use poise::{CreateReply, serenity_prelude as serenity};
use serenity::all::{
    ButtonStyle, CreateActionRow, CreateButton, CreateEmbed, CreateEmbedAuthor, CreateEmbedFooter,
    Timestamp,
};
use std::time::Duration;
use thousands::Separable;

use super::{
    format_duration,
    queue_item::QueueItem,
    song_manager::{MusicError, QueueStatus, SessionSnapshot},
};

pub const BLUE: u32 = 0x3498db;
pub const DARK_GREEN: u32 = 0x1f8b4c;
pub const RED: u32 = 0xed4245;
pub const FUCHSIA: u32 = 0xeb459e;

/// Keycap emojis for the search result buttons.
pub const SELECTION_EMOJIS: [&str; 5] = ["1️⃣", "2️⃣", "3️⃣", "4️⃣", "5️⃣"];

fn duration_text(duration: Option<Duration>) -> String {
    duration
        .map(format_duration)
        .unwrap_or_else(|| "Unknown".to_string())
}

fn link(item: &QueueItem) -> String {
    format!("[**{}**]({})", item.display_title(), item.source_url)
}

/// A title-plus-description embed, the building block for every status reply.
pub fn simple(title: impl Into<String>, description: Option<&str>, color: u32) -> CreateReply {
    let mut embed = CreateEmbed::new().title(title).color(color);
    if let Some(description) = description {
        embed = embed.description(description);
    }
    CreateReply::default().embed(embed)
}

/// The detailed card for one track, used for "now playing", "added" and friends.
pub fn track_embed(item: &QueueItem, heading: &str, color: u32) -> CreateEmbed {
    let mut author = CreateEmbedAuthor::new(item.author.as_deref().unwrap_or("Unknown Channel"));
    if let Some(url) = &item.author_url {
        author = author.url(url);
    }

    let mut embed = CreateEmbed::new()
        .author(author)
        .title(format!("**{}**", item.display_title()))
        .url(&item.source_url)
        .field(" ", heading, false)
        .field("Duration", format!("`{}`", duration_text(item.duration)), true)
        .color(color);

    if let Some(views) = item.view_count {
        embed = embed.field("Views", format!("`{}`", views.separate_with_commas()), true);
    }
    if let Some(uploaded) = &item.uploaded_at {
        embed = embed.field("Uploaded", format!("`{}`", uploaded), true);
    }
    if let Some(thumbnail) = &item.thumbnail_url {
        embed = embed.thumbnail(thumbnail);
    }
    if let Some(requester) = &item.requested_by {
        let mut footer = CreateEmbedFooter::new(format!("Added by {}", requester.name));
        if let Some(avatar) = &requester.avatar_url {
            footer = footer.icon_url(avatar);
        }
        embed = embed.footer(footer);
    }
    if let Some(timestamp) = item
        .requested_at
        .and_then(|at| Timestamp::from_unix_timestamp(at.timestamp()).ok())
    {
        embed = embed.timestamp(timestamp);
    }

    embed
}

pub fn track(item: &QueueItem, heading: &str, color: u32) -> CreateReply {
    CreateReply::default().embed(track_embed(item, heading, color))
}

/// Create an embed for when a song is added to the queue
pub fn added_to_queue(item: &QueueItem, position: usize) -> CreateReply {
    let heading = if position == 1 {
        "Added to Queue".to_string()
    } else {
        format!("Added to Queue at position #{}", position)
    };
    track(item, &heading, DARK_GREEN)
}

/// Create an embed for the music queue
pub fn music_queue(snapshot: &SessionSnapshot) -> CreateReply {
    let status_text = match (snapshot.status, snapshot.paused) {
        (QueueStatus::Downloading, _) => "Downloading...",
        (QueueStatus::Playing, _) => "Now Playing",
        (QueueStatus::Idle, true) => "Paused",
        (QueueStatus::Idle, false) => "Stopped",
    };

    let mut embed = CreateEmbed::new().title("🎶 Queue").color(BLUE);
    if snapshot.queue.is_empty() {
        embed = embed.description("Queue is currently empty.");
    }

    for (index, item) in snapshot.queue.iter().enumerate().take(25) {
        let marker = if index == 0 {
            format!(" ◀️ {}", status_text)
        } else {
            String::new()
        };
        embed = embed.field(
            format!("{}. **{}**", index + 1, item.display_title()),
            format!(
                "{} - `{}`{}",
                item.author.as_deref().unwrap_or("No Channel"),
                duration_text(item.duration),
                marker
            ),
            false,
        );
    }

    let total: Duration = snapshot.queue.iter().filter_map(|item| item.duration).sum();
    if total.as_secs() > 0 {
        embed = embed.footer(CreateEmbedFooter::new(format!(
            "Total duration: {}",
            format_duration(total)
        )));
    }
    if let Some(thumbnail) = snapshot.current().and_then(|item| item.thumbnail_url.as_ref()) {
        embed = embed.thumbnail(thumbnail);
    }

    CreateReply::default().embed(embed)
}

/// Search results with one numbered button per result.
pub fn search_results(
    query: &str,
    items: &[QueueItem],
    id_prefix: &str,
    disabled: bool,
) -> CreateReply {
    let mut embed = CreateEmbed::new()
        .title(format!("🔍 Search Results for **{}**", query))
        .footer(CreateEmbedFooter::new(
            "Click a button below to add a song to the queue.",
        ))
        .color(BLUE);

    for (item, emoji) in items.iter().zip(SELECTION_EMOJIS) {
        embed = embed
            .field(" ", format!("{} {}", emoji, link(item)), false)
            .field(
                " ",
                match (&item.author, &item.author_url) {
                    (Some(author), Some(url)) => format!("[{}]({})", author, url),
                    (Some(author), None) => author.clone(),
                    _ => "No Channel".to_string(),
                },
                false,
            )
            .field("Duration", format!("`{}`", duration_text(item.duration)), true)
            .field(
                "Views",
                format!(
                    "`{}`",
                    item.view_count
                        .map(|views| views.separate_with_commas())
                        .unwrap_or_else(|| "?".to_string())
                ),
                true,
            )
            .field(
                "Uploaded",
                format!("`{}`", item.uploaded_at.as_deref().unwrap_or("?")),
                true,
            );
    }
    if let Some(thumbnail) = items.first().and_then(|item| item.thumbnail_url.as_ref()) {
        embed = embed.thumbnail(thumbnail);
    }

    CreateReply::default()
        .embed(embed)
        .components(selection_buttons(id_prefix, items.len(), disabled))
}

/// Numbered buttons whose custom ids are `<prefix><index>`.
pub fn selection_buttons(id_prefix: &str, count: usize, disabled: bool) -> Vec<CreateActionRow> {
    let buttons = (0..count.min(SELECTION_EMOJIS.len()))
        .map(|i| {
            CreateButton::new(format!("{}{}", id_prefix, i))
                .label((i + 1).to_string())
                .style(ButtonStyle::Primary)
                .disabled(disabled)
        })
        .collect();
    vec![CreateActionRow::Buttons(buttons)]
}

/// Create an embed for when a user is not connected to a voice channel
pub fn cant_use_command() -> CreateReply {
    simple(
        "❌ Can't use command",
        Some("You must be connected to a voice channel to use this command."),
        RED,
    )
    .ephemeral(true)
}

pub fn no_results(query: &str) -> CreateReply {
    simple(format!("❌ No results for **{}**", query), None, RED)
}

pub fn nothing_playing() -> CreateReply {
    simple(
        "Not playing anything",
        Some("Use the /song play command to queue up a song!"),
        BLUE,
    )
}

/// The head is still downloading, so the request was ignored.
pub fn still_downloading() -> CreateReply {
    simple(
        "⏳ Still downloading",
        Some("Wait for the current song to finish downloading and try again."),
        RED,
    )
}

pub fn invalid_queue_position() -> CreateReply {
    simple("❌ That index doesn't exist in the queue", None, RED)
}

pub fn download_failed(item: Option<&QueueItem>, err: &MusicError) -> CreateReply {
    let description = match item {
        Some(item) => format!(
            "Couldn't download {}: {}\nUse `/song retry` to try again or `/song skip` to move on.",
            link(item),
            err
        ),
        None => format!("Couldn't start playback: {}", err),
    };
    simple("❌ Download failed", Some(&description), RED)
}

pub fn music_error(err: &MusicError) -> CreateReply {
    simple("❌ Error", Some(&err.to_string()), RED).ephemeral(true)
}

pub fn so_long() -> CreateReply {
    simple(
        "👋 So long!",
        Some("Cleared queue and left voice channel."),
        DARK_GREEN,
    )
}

--

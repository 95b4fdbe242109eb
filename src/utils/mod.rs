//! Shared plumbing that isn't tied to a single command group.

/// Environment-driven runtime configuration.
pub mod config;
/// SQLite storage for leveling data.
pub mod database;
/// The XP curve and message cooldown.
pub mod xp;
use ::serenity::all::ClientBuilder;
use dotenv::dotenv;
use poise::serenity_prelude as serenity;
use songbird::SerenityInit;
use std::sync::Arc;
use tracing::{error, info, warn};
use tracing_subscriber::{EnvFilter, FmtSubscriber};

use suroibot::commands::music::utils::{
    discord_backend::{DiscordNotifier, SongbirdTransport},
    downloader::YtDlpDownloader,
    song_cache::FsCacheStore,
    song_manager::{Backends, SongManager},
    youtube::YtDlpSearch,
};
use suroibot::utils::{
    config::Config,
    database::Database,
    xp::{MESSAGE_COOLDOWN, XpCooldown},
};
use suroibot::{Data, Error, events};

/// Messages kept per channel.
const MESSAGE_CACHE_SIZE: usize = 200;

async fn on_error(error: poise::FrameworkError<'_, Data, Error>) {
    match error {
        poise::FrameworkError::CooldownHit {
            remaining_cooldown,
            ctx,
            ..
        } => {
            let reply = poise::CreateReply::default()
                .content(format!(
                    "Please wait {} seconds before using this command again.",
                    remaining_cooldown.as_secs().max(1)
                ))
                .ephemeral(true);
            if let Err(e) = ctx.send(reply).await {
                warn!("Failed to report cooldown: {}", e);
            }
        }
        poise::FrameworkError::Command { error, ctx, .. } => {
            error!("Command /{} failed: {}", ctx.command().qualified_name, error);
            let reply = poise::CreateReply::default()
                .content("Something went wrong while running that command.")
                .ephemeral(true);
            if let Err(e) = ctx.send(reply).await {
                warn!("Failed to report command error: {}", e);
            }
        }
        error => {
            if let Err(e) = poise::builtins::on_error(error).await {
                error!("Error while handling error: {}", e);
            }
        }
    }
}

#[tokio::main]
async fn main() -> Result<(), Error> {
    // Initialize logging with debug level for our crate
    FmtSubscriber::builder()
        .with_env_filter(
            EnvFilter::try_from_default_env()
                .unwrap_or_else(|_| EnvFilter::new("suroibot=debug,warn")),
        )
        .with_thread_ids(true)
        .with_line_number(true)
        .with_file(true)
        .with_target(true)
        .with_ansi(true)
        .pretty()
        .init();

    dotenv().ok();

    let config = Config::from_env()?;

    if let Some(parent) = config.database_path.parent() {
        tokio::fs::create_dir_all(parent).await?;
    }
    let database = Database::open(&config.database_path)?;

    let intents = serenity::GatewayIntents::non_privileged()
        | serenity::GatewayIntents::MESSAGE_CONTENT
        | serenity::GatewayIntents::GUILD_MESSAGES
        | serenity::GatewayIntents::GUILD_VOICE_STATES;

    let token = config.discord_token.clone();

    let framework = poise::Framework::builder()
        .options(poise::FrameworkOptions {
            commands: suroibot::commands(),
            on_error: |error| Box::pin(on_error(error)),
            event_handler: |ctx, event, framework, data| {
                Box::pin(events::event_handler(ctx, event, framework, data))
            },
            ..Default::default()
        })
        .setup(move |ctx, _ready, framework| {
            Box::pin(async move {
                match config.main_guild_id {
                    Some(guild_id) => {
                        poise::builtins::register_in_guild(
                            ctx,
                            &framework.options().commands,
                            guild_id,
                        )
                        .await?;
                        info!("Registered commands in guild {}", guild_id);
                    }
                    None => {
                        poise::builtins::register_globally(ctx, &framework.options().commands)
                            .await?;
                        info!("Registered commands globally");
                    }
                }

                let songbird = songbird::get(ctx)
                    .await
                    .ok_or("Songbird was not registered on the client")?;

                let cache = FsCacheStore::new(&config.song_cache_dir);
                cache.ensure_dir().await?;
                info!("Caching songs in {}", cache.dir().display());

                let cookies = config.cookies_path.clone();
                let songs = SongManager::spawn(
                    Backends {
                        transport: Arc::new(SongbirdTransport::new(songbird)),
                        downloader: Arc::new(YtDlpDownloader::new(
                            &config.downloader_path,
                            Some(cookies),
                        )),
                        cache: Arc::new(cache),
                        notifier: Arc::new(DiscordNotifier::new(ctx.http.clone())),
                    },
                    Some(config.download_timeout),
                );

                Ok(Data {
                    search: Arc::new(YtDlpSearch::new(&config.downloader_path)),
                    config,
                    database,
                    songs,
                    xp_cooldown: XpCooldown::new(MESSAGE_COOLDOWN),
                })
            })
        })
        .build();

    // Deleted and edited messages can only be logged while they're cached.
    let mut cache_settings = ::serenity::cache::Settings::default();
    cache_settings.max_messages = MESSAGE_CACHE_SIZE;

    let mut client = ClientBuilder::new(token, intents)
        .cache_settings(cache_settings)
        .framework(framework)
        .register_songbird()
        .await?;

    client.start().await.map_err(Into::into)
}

■ **Task goal**
Copy task for the entries above: every line with the string "avatar".

■ **Answer space**
        if let Some(avatar) = &requester.avatar_url {
            footer = footer.icon_url(avatar);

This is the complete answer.